WHAT THE EXERCISE ASKS ▸ Print the records exactly. Miss nothing.

─── RECORD EXCERPTS ───

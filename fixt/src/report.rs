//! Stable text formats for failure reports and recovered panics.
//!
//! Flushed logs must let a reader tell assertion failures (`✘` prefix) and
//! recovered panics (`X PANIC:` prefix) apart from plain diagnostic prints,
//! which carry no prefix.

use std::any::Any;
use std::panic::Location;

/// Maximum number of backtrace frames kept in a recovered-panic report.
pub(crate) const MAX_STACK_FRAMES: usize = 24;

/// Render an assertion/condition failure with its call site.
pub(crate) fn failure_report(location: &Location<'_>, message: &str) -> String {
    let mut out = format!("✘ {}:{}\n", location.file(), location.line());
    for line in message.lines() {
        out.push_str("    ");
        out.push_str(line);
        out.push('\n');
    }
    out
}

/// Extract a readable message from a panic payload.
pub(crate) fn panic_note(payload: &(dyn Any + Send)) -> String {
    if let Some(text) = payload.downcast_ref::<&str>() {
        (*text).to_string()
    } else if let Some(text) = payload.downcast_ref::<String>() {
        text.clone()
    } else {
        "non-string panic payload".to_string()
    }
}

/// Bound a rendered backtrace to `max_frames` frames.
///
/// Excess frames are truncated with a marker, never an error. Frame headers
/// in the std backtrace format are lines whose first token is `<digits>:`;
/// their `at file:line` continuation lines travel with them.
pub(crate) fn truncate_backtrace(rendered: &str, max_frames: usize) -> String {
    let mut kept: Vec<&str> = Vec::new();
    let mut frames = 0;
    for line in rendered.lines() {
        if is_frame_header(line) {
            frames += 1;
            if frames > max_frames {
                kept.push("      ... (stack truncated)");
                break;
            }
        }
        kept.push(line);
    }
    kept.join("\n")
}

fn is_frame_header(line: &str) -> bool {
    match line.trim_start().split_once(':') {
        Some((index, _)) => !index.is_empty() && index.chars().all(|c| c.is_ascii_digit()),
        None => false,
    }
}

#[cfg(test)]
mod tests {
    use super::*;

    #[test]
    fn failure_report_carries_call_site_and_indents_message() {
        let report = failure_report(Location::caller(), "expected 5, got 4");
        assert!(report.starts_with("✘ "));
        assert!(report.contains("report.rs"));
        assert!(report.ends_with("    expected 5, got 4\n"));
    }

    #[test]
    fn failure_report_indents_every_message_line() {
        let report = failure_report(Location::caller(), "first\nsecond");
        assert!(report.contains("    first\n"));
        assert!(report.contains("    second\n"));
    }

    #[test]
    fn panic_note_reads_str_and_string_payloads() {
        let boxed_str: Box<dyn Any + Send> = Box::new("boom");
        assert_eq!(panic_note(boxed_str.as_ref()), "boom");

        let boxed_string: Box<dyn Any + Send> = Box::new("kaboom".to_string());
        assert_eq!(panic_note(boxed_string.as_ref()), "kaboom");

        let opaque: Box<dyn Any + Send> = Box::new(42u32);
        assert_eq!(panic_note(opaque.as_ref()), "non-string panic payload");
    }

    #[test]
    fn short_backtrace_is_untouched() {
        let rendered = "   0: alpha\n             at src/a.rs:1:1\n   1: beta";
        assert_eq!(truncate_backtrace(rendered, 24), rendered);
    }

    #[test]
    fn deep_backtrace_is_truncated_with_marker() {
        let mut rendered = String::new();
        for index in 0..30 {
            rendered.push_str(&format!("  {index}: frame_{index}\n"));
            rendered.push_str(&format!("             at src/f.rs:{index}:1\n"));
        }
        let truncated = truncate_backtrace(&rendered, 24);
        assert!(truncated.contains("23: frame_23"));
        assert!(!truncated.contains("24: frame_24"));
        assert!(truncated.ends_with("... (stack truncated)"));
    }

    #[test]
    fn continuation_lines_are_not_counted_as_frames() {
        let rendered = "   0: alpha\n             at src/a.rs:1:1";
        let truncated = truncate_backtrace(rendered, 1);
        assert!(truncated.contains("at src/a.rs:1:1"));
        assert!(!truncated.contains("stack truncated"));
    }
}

───

SOLUTION TO THIS TASK ▸
filename fixt/src/report.rs
//! Stable text formats for failure reports and recovered panics.
//!
//! Flushed logs must let a reader tell assertion failures (`✘` prefix) and
//! recovered panics (`X PANIC:` prefix) apart from plain diagnostic prints,
//! which carry no prefix.

use std::any::Any;
use std::panic::Location;

/// Maximum number of backtrace frames kept in a recovered-panic report.
pub(crate) const MAX_STACK_FRAMES: usize = 24;

/// Render an assertion/condition failure with its call site.
pub(crate) fn failure_report(location: &Location<'_>, message: &str) -> String {
    let mut out = format!("✘ {}:{}\n", location.file(), location.line());
    for line in message.lines() {
        out.push_str("    ");
        out.push_str(line);
        out.push('\n');
    }
    out
}

/// Extract a readable message from a panic payload.
pub(crate) fn panic_note(payload: &(dyn Any + Send)) -> String {
    if let Some(text) = payload.downcast_ref::<&str>() {
        (*text).to_string()
    } else if let Some(text) = payload.downcast_ref::<String>() {
        text.clone()
    } else {
        "non-string panic payload".to_string()
    }
}

/// Bound a rendered backtrace to `max_frames` frames.
///
/// Excess frames are truncated with a marker, never an error. Frame headers
/// in the std backtrace format are lines whose first token is `<digits>:`;
/// their `at file:line` continuation lines travel with them.
pub(crate) fn truncate_backtrace(rendered: &str, max_frames: usize) -> String {
    let mut kept: Vec<&str> = Vec::new();
    let mut frames = 0;
    for line in rendered.lines() {
        if is_frame_header(line) {
            frames += 1;
            if frames > max_frames {
                kept.push("      ... (stack truncated)");
                break;
            }
        }
        kept.push(line);
    }
    kept.join("\n")
}

fn is_frame_header(line: &str) -> bool {
    match line.trim_start().split_once(':') {
        Some((index, _)) => !index.is_empty() && index.chars().all(|c| c.is_ascii_digit()),
        None => false,
    }
}

#[cfg(test)]
mod tests {
    use super::*;

    #[test]
    fn failure_report_carries_call_site_and_indents_message() {
        let report = failure_report(Location::caller(), "expected 5, got 4");
        assert!(report.starts_with("✘ "));
        assert!(report.contains("report.rs"));
        assert!(report.ends_with("    expected 5, got 4\n"));
    }

    #[test]
    fn failure_report_indents_every_message_line() {
        let report = failure_report(Location::caller(), "first\nsecond");
        assert!(report.contains("    first\n"));
        assert!(report.contains("    second\n"));
    }

    #[test]
    fn panic_note_reads_str_and_string_payloads() {
        let boxed_str: Box<dyn Any + Send> = Box::new("boom");
        assert_eq!(panic_note(boxed_str.as_ref()), "boom");

        let boxed_string: Box<dyn Any + Send> = Box::new("kaboom".to_string());
        assert_eq!(panic_note(boxed_string.as_ref()), "kaboom");

        let opaque: Box<dyn Any + Send> = Box::new(42u32);
        assert_eq!(panic_note(opaque.as_ref()), "non-string panic payload");
    }

    #[test]
    fn short_backtrace_is_untouched() {
        let rendered = "   0: alpha\n             at src/a.rs:1:1\n   1: beta";
        assert_eq!(truncate_backtrace(rendered, 24), rendered);
    }

    #[test]
    fn deep_backtrace_is_truncated_with_marker() {
        let mut rendered = String::new();
        for index in 0..30 {
            rendered.push_str(&format!("  {index}: frame_{index}\n"));
            rendered.push_str(&format!("             at src/f.rs:{index}:1\n"));
        }
        let truncated = truncate_backtrace(&rendered, 24);
        assert!(truncated.contains("23: frame_23"));
        assert!(!truncated.contains("24: frame_24"));
        assert!(truncated.ends_with("... (stack truncated)"));
    }

    #[test]
    fn continuation_lines_are_not_counted_as_frames() {
        let rendered = "   0: alpha\n             at src/a.rs:1:1";
        let truncated = truncate_backtrace(rendered, 1);
        assert!(truncated.contains("at src/a.rs:1:1"));
        assert!(!truncated.contains("stack truncated"));
    }
}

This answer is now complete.